> [WHAT IS EXPECTED]: In the records that follow, show each line where the word "never" is present.

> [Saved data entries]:
● ● ● ● ● ● ●

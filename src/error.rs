//! Error kinds returned by the core. See spec §7.
//!
//! Structural failures (bad encodings, out-of-range arguments, the
//! negligible-probability signing collision) are raised immediately with a
//! stable kind. Cryptographic mismatches never appear here: `verify` and
//! `proof_verify` report those as `Ok(false)`, never as an `Err`.
use thiserror::Error;

/// Errors produced while encoding, decoding, or invoking the core API.
#[derive(Debug, Error, PartialEq, Eq)]
pub enum Error {
    /// A length, Zcash encoding, identity-where-forbidden, scalar range,
    /// or subgroup-membership check failed.
    #[error("invalid encoding: {0}")]
    InvalidEncoding(&'static str),

    /// An argument was out of the range the operation accepts.
    #[error("invalid argument: {0}")]
    InvalidArgument(&'static str),

    /// A cryptographic precondition failed during a computation that must
    /// abort rather than silently produce a weakened result (e.g. `sk + e
    /// \u{2261} 0 mod r` during signing, or exhausting the rejection-sampling
    /// budget for a random scalar).
    #[error("crypto failure: {0}")]
    CryptoFailure(&'static str),
}

pub type Result<T> = core::result::Result<T, Error>;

● ● ● ● ● ● ●

> [EXERCISE OUTPUT]:
//! stable kind. Cryptographic mismatches never appear here: `verify` and
//! `proof_verify` report those as `Ok(false)`, never as an `Err`.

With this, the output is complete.